階段自適應令牌選擇用於高效全模态大語言模型

摘要

全模态大語言模型（om-LLMs）透過將視訊與音訊編碼為在視窗層級交錯排列的時序對齊令牌序列，實現統一的音視覺理解。然而，在整個大語言模型中處理這些密集的非文字令牌會產生巨大的計算負擔。雖然免訓練的令牌選擇方法能降低此成本，但現有方法若非僅專注於視覺輸入，就是在進入大語言模型前以固定的每模態比率修剪 om-LLMs 的令牌，未能捕捉跨模態令牌重要性在各層之間的變化。為解決此限制，我們首先分析 om-LLMs 的逐層令牌相依性。我們發現視覺與音訊的相依性呈現區塊式模式，並隨深度漸減，這表示許多深層的非文字令牌在跨模態融合後變得冗餘。受此觀察啟發，我們提出 SEATS，一種免訓練、階段自適應的令牌選擇方法，以實現高效的 om-LLM 推論。在進入大語言模型前，SEATS 透過注意力加權多樣性選擇移除時空冗餘。在大語言模型內部，它逐步在區塊間修剪令牌，並利用查詢相關性分數將保留預算從時間視窗動態分配給各模態。在後期層中，一旦跨模態融合完成，它便移除所有剩餘的非文字令牌。在 Qwen2.5-Omni 與 Qwen3-Omni 上的實驗證明，SEATS 能有效提升推論效率。僅保留 10% 的視覺與音訊令牌，即可實現 9.3 倍的浮點運算次數降低與 4.8 倍的預填充加速，同時維持 96.3% 的原始性能。

English

Omni-modal large language models (om-LLMs) achieve unified audio-visual understanding by encoding video and audio into temporally aligned token sequences interleaved at the window level. However, processing these dense non-textual tokens throughout the LLM incurs substantial computational overhead. Although training-free token selection can reduce this cost, existing methods either focus on visual-only inputs or prune om-LLM tokens only before the LLM with fixed per-modality ratios, failing to capture how cross-modal token importance evolves across layers. To address this limitation, we first analyze the layer-wise token dependency of om-LLMs. We find that visual and audio dependencies follow a block-wise pattern and gradually weaken with depth, indicating that many late-layer non-textual tokens become redundant after cross-modal fusion. Motivated by this observation, we propose SEATS, a training-free, stage-adaptive token selection method for efficient om-LLM inference.
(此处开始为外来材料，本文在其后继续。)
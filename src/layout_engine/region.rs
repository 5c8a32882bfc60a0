//! Derivation of pixel rectangles from tree structure.
//!
//! Everything here is a pure function of its inputs; the tree calls into it
//! whenever a ratio, an axis or the root rectangle changes.

use serde::{Deserialize, Serialize};

use crate::layout_engine::Split;
use crate::sys::geometry::{Rect, Round};
use crate::sys::screen::{Display, Dock, DockPosition, MenuBar};

/// How a region was derived from its parent.
#[derive(Clone, Copy, Debug, Default, PartialEq, Eq, Serialize, Deserialize)]
#[serde(rename_all = "snake_case")]
pub enum RegionType {
    #[default]
    Full,
    Left,
    Right,
    Upper,
    Lower,
}

#[derive(Clone, Copy, Debug, Default, PartialEq, Serialize, Deserialize)]
pub struct Region {
    pub rect: Rect,
    pub kind: RegionType,
}

impl Region {
    pub const fn full(rect: Rect) -> Self {
        Self {
            rect,
            kind: RegionType::Full,
        }
    }
}

/// Which child of a split a region is computed for.
#[derive(Clone, Copy, Debug, PartialEq, Eq)]
pub enum Side {
    First,
    Second,
}

/// Edge offsets applied inside the usable display area.
#[derive(Clone, Copy, Debug, Default, PartialEq, Serialize, Deserialize)]
pub struct Padding {
    pub top: f64,
    pub bottom: f64,
    pub left: f64,
    pub right: f64,
}

impl Padding {
    pub fn uniform(amount: f64) -> Self {
        Self {
            top: amount,
            bottom: amount,
            left: amount,
            right: amount,
        }
    }

    /// Grows (or shrinks, for a negative `delta`) every edge, never below 0.
    pub fn adjusted(self, delta: f64) -> Self {
        Self {
            top: (self.top + delta).max(0.0),
            bottom: (self.bottom + delta).max(0.0),
            left: (self.left + delta).max(0.0),
            right: (self.right + delta).max(0.0),
        }
    }
}

/// Screen furniture that reduces the area available for tiling.
#[derive(Clone, Copy, Debug, Default, PartialEq)]
pub struct ScreenInsets {
    pub menu_bar: MenuBar,
    pub dock: Dock,
    /// Space reserved by an external status bar at the top / bottom.
    pub status_bar_top: f64,
    pub status_bar_bottom: f64,
}

/// The display's usable rectangle: bounds minus menu bar, dock and status
/// bar insets, further shrunk by the space padding.
pub fn fullscreen_region(display: &Display, insets: &ScreenInsets, padding: &Padding) -> Region {
    let mut top = insets.status_bar_top;
    let mut bottom = insets.status_bar_bottom;
    let mut left = 0.0;
    let mut right = 0.0;

    if display.is_main && !insets.menu_bar.autohide {
        top += insets.menu_bar.height;
    }

    let dock = &insets.dock;
    let dock_here = dock.display.map_or(display.is_main, |d| d == display.id);
    if dock_here && !dock.autohide {
        match dock.position {
            DockPosition::Left => left += dock.size,
            DockPosition::Bottom => bottom += dock.size,
            DockPosition::Right => right += dock.size,
        }
    }

    let usable = display.frame.inset(top, left, bottom, right);
    Region::full(usable.inset(padding.top, padding.left, padding.bottom, padding.right))
}

/// Rectangle of one child of a split. The two children of the same parent
/// are separated by exactly `gap`, and together with that gap they cover the
/// parent.
pub fn child_region(parent: &Rect, ratio: f64, split: Split, side: Side, gap: f64) -> Region {
    let half_gap = gap / 2.0;
    match (split, side) {
        (Split::Horizontal, Side::First) => {
            let height = (parent.size.height * ratio - half_gap).max(0.0);
            Region {
                rect: Rect::from_xywh(parent.origin.x, parent.origin.y, parent.size.width, height),
                kind: RegionType::Upper,
            }
        }
        (Split::Horizontal, Side::Second) => {
            let split_at = parent.size.height * ratio;
            let height = (parent.size.height - split_at - half_gap).max(0.0);
            Region {
                rect: Rect::from_xywh(
                    parent.origin.x,
                    parent.origin.y + split_at + half_gap,
                    parent.size.width,
                    height,
                ),
                kind: RegionType::Lower,
            }
        }
        // Optimal is resolved before regions are derived; treat a stray one
        // as vertical.
        (Split::Vertical | Split::Optimal, Side::First) => {
            let width = (parent.size.width * ratio - half_gap).max(0.0);
            Region {
                rect: Rect::from_xywh(parent.origin.x, parent.origin.y, width, parent.size.height),
                kind: RegionType::Left,
            }
        }
        (Split::Vertical | Split::Optimal, Side::Second) => {
            let split_at = parent.size.width * ratio;
            let width = (parent.size.width - split_at - half_gap).max(0.0);
            Region {
                rect: Rect::from_xywh(
                    parent.origin.x + split_at + half_gap,
                    parent.origin.y,
                    width,
                    parent.size.height,
                ),
                kind: RegionType::Right,
            }
        }
    }
}

/// Frame actually pushed to a window. Sub-pixel positions are rounded so that
/// repeated layouts do not jitter.
pub fn window_frame(region: &Region) -> Rect { region.rect.round() }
Before the LLM, SEATS removes spatiotemporal redundancy via attention-weighted diversity selection. Inside the LLM, it progressively prunes tokens across blocks and dynamically allocates the retention budget from temporal windows to modalities using query relevance scores. In late layers, it removes all remaining non-textual tokens once cross-modal fusion is complete. Experiments on Qwen2.5-Omni and Qwen3-Omni demonstrate that SEATS effectively improves inference efficiency. Retaining only 10% of visual and audio tokens, it achieves a 9.3x FLOPs reduction and a 4.8x prefill speedup while preserving 96.3% of the original performance.